Activity
The records that follow must be repeated exactly as they stand.

Available data
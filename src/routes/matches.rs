use actix_web::{web, HttpResponse, Responder};
use std::sync::Arc;
use uuid::Uuid;
use validator::Validate;

use crate::core::analytics::CountryAnalyticsAggregator;
use crate::core::ports::{MatchStore, ProjectCatalog};
use crate::core::reconciler::MatchReconciler;
use crate::models::{
    ErrorResponse, HealthResponse, ListMatchesQuery, ListMatchesResponse, MatchDto,
    RebuildMatchesResponse,
};
use crate::routes::error_response;
use crate::services::{DocumentStoreClient, Mailer, PostgresClient};

/// Application state shared across all handlers
#[derive(Clone)]
pub struct AppState {
    pub postgres: Arc<PostgresClient>,
    pub reconciler: Arc<MatchReconciler<PostgresClient, Mailer>>,
    pub aggregator: Arc<CountryAnalyticsAggregator<PostgresClient, DocumentStoreClient>>,
}

/// Configure match-related routes
pub fn configure(cfg: &mut web::ServiceConfig) {
    cfg.route("/health", web::get().to(health_check))
        .route(
            "/projects/{project_id}/matches/rebuild",
            web::post().to(rebuild_matches),
        )
        .route(
            "/projects/{project_id}/matches",
            web::get().to(list_matches),
        );
}

/// Health check endpoint
async fn health_check(state: web::Data<AppState>) -> impl Responder {
    let pg_healthy = state.postgres.health_check().await.unwrap_or(false);

    let status = if pg_healthy { "healthy" } else { "degraded" };

    HttpResponse::Ok().json(HealthResponse {
        status: status.to_string(),
        version: env!("CARGO_PKG_VERSION").to_string(),
        timestamp: chrono::Utc::now(),
    })
}

/// Rebuild the vendor match set for one project
///
/// POST /api/v1/projects/{project_id}/matches/rebuild
///
/// Resolves the project, reconciles its matches against the current vendor
/// pool and returns the persisted ranked set.
async fn rebuild_matches(
    state: web::Data<AppState>,
    path: web::Path<Uuid>,
) -> impl Responder {
    let project_id = path.into_inner();

    tracing::info!("Rebuilding vendor matches for project {}", project_id);

    let project = match state.postgres.project_by_id(project_id).await {
        Ok(project) => project,
        Err(e) => {
            tracing::error!("Failed to load project {}: {}", project_id, e);
            return error_response("Failed to load project", &e);
        }
    };

    match state.reconciler.reconcile(&project).await {
        Ok(matches) => {
            let matches: Vec<MatchDto> = matches.into_iter().map(Into::into).collect();
            HttpResponse::Ok().json(RebuildMatchesResponse {
                project_id,
                matches_count: matches.len(),
                matches,
            })
        }
        Err(e) => {
            tracing::error!("Failed to rebuild matches for project {}: {}", project_id, e);
            error_response("Failed to rebuild matches", &e)
        }
    }
}

/// List the persisted matches for one project, best score first
///
/// GET /api/v1/projects/{project_id}/matches?limit=20
async fn list_matches(
    state: web::Data<AppState>,
    path: web::Path<Uuid>,
    query: web::Query<ListMatchesQuery>,
) -> impl Responder {
    if let Err(errors) = query.validate() {
        return HttpResponse::BadRequest().json(ErrorResponse {
            error: "Validation failed".to_string(),
            message: errors.to_string(),
            status_code: 400,
        });
    }

    let project_id = path.into_inner();

    match state.postgres.matches_for_project(project_id).await {
        Ok(mut matches) => {
            if let Some(limit) = query.limit {
                matches.truncate(limit as usize);
            }
            let matches: Vec<MatchDto> = matches.into_iter().map(Into::into).collect();
            HttpResponse::Ok().json(ListMatchesResponse {
                project_id,
                matches,
            })
        }
        Err(e) => {
            tracing::error!("Failed to list matches for project {}: {}", project_id, e);
            error_response("Failed to list matches", &e)
        }
    }
}
use actix_web::{web, HttpResponse, Responder};

use crate::models::TopVendorsResponse;
use crate::routes::error_response;
use crate::routes::matches::AppState;

/// Configure analytics routes
pub fn configure(cfg: &mut web::ServiceConfig) {
    cfg.route("/analytics/top-vendors", web::get().to(top_vendors));
}

/// Cross-store analytics report
///
/// GET /api/v1/analytics/top-vendors
///
/// Top 3 vendors per country by average match score over the trailing
/// window, combined with the research document volume per country. The
/// report is rebuilt on every request; a failure on either store aborts
/// the whole request rather than returning a partial report.
async fn top_vendors(state: web::Data<AppState>) -> impl Responder {
    match state.aggregator.top_vendors_by_country().await {
        Ok(countries) => {
            tracing::debug!("Analytics report covers {} countries", countries.len());
            HttpResponse::Ok().json(TopVendorsResponse {
                countries,
                generated_at: chrono::Utc::now(),
            })
        }
        Err(e) => {
            tracing::error!("Failed to build analytics report: {}", e);
            error_response("Failed to build analytics report", &e)
        }
    }
}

Answer box
filename src/routes/matches.rs
use actix_web::{web, HttpResponse, Responder};
use std::sync::Arc;
use uuid::Uuid;
use validator::Validate;

use crate::core::analytics::CountryAnalyticsAggregator;
use crate::core::ports::{MatchStore, ProjectCatalog};
use crate::core::reconciler::MatchReconciler;
use crate::models::{
    ErrorResponse, HealthResponse, ListMatchesQuery, ListMatchesResponse, MatchDto,
    RebuildMatchesResponse,
};
use crate::routes::error_response;
use crate::services::{DocumentStoreClient, Mailer, PostgresClient};

/// Application state shared across all handlers
#[derive(Clone)]
pub struct AppState {
    pub postgres: Arc<PostgresClient>,
    pub reconciler: Arc<MatchReconciler<PostgresClient, Mailer>>,
    pub aggregator: Arc<CountryAnalyticsAggregator<PostgresClient, DocumentStoreClient>>,
}

/// Configure match-related routes
pub fn configure(cfg: &mut web::ServiceConfig) {
    cfg.route("/health", web::get().to(health_check))
        .route(
            "/projects/{project_id}/matches/rebuild",
            web::post().to(rebuild_matches),
        )
        .route(
            "/projects/{project_id}/matches",
            web::get().to(list_matches),
        );
}

/// Health check endpoint
async fn health_check(state: web::Data<AppState>) -> impl Responder {
    let pg_healthy = state.postgres.health_check().await.unwrap_or(false);

    let status = if pg_healthy { "healthy" } else { "degraded" };

    HttpResponse::Ok().json(HealthResponse {
        status: status.to_string(),
        version: env!("CARGO_PKG_VERSION").to_string(),
        timestamp: chrono::Utc::now(),
    })
}

/// Rebuild the vendor match set for one project
///
/// POST /api/v1/projects/{project_id}/matches/rebuild
///
/// Resolves the project, reconciles its matches against the current vendor
/// pool and returns the persisted ranked set.
async fn rebuild_matches(
    state: web::Data<AppState>,
    path: web::Path<Uuid>,
) -> impl Responder {
    let project_id = path.into_inner();

    tracing::info!("Rebuilding vendor matches for project {}", project_id);

    let project = match state.postgres.project_by_id(project_id).await {
        Ok(project) => project,
        Err(e) => {
            tracing::error!("Failed to load project {}: {}", project_id, e);
            return error_response("Failed to load project", &e);
        }
    };

    match state.reconciler.reconcile(&project).await {
        Ok(matches) => {
            let matches: Vec<MatchDto> = matches.into_iter().map(Into::into).collect();
            HttpResponse::Ok().json(RebuildMatchesResponse {
                project_id,
                matches_count: matches.len(),
                matches,
            })
        }
        Err(e) => {
            tracing::error!("Failed to rebuild matches for project {}: {}", project_id, e);
            error_response("Failed to rebuild matches", &e)
        }
    }
}

/// List the persisted matches for one project, best score first
///
/// GET /api/v1/projects/{project_id}/matches?limit=20
async fn list_matches(
    state: web::Data<AppState>,
    path: web::Path<Uuid>,
    query: web::Query<ListMatchesQuery>,
) -> impl Responder {
    if let Err(errors) = query.validate() {
        return HttpResponse::BadRequest().json(ErrorResponse {
            error: "Validation failed".to_string(),
            message: errors.to_string(),
            status_code: 400,
        });
    }

    let project_id = path.into_inner();

    match state.postgres.matches_for_project(project_id).await {
        Ok(mut matches) => {
            if let Some(limit) = query.limit {
                matches.truncate(limit as usize);
            }
            let matches: Vec<MatchDto> = matches.into_iter().map(Into::into).collect();
            HttpResponse::Ok().json(ListMatchesResponse {
                project_id,
                matches,
            })
        }
        Err(e) => {
            tracing::error!("Failed to list matches for project {}: {}", project_id, e);
            error_response("Failed to list matches", &e)
        }
    }
}
use actix_web::{web, HttpResponse, Responder};

use crate::models::TopVendorsResponse;
use crate::routes::error_response;
use crate::routes::matches::AppState;

/// Configure analytics routes
pub fn configure(cfg: &mut web::ServiceConfig) {
    cfg.route("/analytics/top-vendors", web::get().to(top_vendors));
}

/// Cross-store analytics report
///
/// GET /api/v1/analytics/top-vendors
///
/// Top 3 vendors per country by average match score over the trailing
/// window, combined with the research document volume per country. The
/// report is rebuilt on every request; a failure on either store aborts
/// the whole request rather than returning a partial report.
async fn top_vendors(state: web::Data<AppState>) -> impl Responder {
    match state.aggregator.top_vendors_by_country().await {
        Ok(countries) => {
            tracing::debug!("Analytics report covers {} countries", countries.len());
            HttpResponse::Ok().json(TopVendorsResponse {
                countries,
                generated_at: chrono::Utc::now(),
            })
        }
        Err(e) => {
            tracing::error!("Failed to build analytics report: {}", e);
            error_response("Failed to build analytics report", &e)
        }
    }
}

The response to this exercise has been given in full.